Regulation 17

The Regulations 17 (german regulation 17, French Government regulation 17) was a regulation of the Ministry of Education of the Canadian province of Ontario, which was adopted in July 1912 by the Conservative government of Prime Minister James Whitney. They restricted the use of French as a language of instruction after the first school year and forbade the teaching of the French after the fourth year. 1913, the regulation was adapted to allow French for one hour per day.

Effects

The provincial government adopted Regulation, as in much of the population the prevailing view, the use of French endangering the Anglophone, Protestant Status of Ontario. In particular, the separate French Catholic school boards were regarded as inefficient. The French Canadians reacted with outrage to the demotion of their language. The influential journalist Henri Bourassa called Whitney's government as " the Prussians of Ontario ", an allusion to the Franco-German enmity.

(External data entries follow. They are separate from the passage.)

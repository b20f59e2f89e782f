//! Binding sessions with the configured credentials.
//!
//! Authentication failures are never retried: repeated bad binds count
//! towards account lockout.

use std::future::Future;
use std::sync::LazyLock;
use std::time::Duration;
use tokio::sync::Mutex;
use tracing::{debug, instrument};

use adlink_core::config::AuthConfig;
use adlink_core::error::{rc, DirectoryError, DirectoryResult};

use crate::kerberos::{CredentialCache, CredentialSource};
use crate::session::LdapSession;

/// `KRB5CCNAME` is process state. Every GSSAPI bind in the process selects
/// its credential cache and binds while holding this lock, so clients with
/// different principals never see each other's cache.
static KRB5_ENV: LazyLock<Mutex<()>> = LazyLock::new(|| Mutex::new(()));

/// Run `bind` with `KRB5CCNAME` set to `location`.
#[cfg_attr(not(any(feature = "gssapi", test)), allow(dead_code))]
async fn with_credential_cache<T, Fut>(location: &str, bind: impl FnOnce() -> Fut) -> T
where
    Fut: Future<Output = T>,
{
    let _env = KRB5_ENV.lock().await;
    std::env::set_var("KRB5CCNAME", location);
    bind().await
}

/// Judge a bind result.
pub(crate) fn bind_outcome(code: u32, text: &str, identity: &str) -> DirectoryResult<()> {
    match code {
        rc::SUCCESS => Ok(()),
        rc::INVALID_CREDENTIALS => Err(DirectoryError::authentication(format!(
            "invalid credentials for {identity}: {text}"
        ))),
        code => Err(DirectoryError::authentication(format!(
            "bind as {identity} rejected with code {code}: {text}"
        ))),
    }
}

/// Binds sessions according to an [`AuthConfig`].
///
/// Credential acquisition is serialized per authenticator. The GSSAPI bind
/// itself is serialized across the whole process, since the credential
/// cache is selected through the shared `KRB5CCNAME` variable.
pub struct Authenticator {
    auth: AuthConfig,
    realm: Option<String>,
    #[cfg_attr(not(feature = "gssapi"), allow(dead_code))]
    credentials: Option<Mutex<CredentialCache>>,
    #[cfg_attr(not(feature = "gssapi"), allow(dead_code))]
    kinit_timeout: Duration,
}

impl std::fmt::Debug for Authenticator {
    fn fmt(&self, f: &mut std::fmt::Formatter<'_>) -> std::fmt::Result {
        f.debug_struct("Authenticator")
            .field("auth", &self.auth)
            .field("realm", &self.realm)
            .finish_non_exhaustive()
    }
}

impl Authenticator {
    /// `realm` is required for the Kerberos methods and ignored for simple bind.
    pub fn new(auth: AuthConfig, realm: Option<String>, kinit_timeout: Duration) -> Self {
        let credentials = CredentialSource::from_auth(&auth, realm.as_deref().unwrap_or_default())
            .map(|source| Mutex::new(CredentialCache::new(source)));
        Self {
            auth,
            realm,
            credentials,
            kinit_timeout,
        }
    }

    pub fn method(&self) -> &'static str {
        self.auth.method()
    }

    pub fn realm(&self) -> Option<&str> {
        self.realm.as_deref()
    }

    /// Authenticate `session`.
    #[instrument(skip(self, session), fields(method = self.auth.method(), endpoint = %session.endpoint()))]
    pub async fn bind(&self, session: &mut LdapSession) -> DirectoryResult<()> {
        match &self.auth {
            AuthConfig::Password { username, password } => {
                // An empty password is an unauthenticated bind, which AD accepts.
                if password.is_empty() {
                    return Err(DirectoryError::authentication(format!(
                        "empty password for {username}"
                    )));
                }
                let result = session.simple_bind(username, password).await?;
                bind_outcome(result.rc, &result.text, username)?;
                debug!(username = %username, "Simple bind succeeded");
                Ok(())
            }
            _ => self.kerberos_bind(session).await,
        }
    }

    #[cfg(feature = "gssapi")]
    async fn kerberos_bind(&self, session: &mut LdapSession) -> DirectoryResult<()> {
        let host = crate::kerberos::spn_host(self.auth.spn(), session.endpoint())?;
        let credentials = self
            .credentials
            .as_ref()
            .ok_or_else(|| DirectoryError::internal("Kerberos method without credential source"))?;

        let mut cache = credentials.lock().await;
        let location = cache.ensure(self.kinit_timeout).await?.to_string();

        let spn_host = host.as_str();
        let outcome = with_credential_cache(&location, || async move {
            match session.sasl_gssapi_bind(spn_host).await {
                Ok(result) => bind_outcome(result.rc, &result.text, &format!("ldap/{spn_host}")),
                Err(e) => Err(DirectoryError::authentication_with_source(
                    format!("GSSAPI bind to ldap/{spn_host} failed"),
                    e,
                )),
            }
        })
        .await;
        if outcome.is_err() {
            // Tickets may have expired; fetch fresh ones next time.
            cache.invalidate();
        } else {
            debug!(spn = %format!("ldap/{host}"), "GSSAPI bind succeeded");
        }
        outcome
    }

    #[cfg(not(feature = "gssapi"))]
    async fn kerberos_bind(&self, session: &mut LdapSession) -> DirectoryResult<()> {
        crate::kerberos::spn_host(self.auth.spn(), session.endpoint())?;
        Err(DirectoryError::authentication(format!(
            "{} requires the `gssapi` feature",
            self.auth.method()
        )))
    }
}

#[cfg(test)]
mod tests {
    use super::*;

    #[test]
    fn test_bind_outcome() {
        assert!(bind_outcome(0, "", "svc").is_ok());

        let err = bind_outcome(49, "80090308: LdapErr: DSID-0C090447, data 52e", "svc").unwrap_err();
        assert!(matches!(err, DirectoryError::Authentication { .. }));
        assert!(err.to_string().contains("invalid credentials"));
        assert!(!err.is_transient());

        let err = bind_outcome(53, "unwilling to perform", "svc").unwrap_err();
        assert!(matches!(err, DirectoryError::Authentication { .. }));
        assert!(err.to_string().contains("53"));
    }

    #[test]
    fn test_credential_source_only_for_kerberos() {
        let simple = Authenticator::new(
            AuthConfig::password("svc", "pw"),
            None,
            Duration::from_secs(5),
        );
        assert!(simple.credentials.is_none());
        assert_eq!(simple.method(), "password");

        let keytab = Authenticator::new(
            AuthConfig::keytab("svc", "/etc/svc.keytab"),
            Some("CORP.EXAMPLE.COM".to_string()),
            Duration::from_secs(5),
        );
        assert!(keytab.credentials.is_some());
        assert_eq!(keytab.realm(), Some("CORP.EXAMPLE.COM"));
    }

    #[tokio::test(flavor = "multi_thread", worker_threads = 4)]
    async fn test_concurrent_binds_see_their_own_cache() {
        let tasks: Vec<_> = (0..8)
            .map(|i| {
                tokio::spawn(async move {
                    let location = format!("FILE:/tmp/adlink_test_cc_{i}");
                    let seen = with_credential_cache(&location, || async {
                        tokio::task::yield_now().await;
                        tokio::time::sleep(Duration::from_millis(1)).await;
                        std::env::var("KRB5CCNAME").unwrap()
                    })
                    .await;
                    (location, seen)
                })
            })
            .collect();

        for task in tasks {
            let (location, seen) = task.await.unwrap();
            assert_eq!(seen, location);
        }
    }

    #[test]
    fn test_debug_redacts_password() {
        let auth = Authenticator::new(
            AuthConfig::password("svc", "hunter2"),
            None,
            Duration::from_secs(5),
        );
        assert!(!format!("{auth:?}").contains("hunter2"));
    }
}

In a particularly strong resistance Regulation came into the national capital, Ottawa, where the francophone school board had initially been overthrown, but through legal ways regained control of the École Guigues. The still existing newspaper Le Droit was founded in 1913 to combat the Regulation. In order to break the resistance, the Ministry issued in August 1913, Regulations 18, which provided for harsh sanctions against uncooperative teachers. The Government of Whitney's successor William Howard Hearst replaced the elected council of Ottawa by an appointed Commission. However, because the Association canadienne - française d' éducation de l' Ontario conducted a long-running legal dispute, this measure could never be fully implemented.

Finally, the administration of George Howard Ferguson sat in 1927, the Regulations repealed. Although Ferguson was an opponent of bilingualism, but he had with Louis -Alexandre Taschereau, the prime minister of Quebec, received a letter addressed to the Federal Government political alliance. The conservative provincial government reluctantly accepted bilingual schools, the regulations clouded but for decades the relationship between Ontario and Quebec. Pure French-language schools were allowed only with the new Education Act in 1968 again.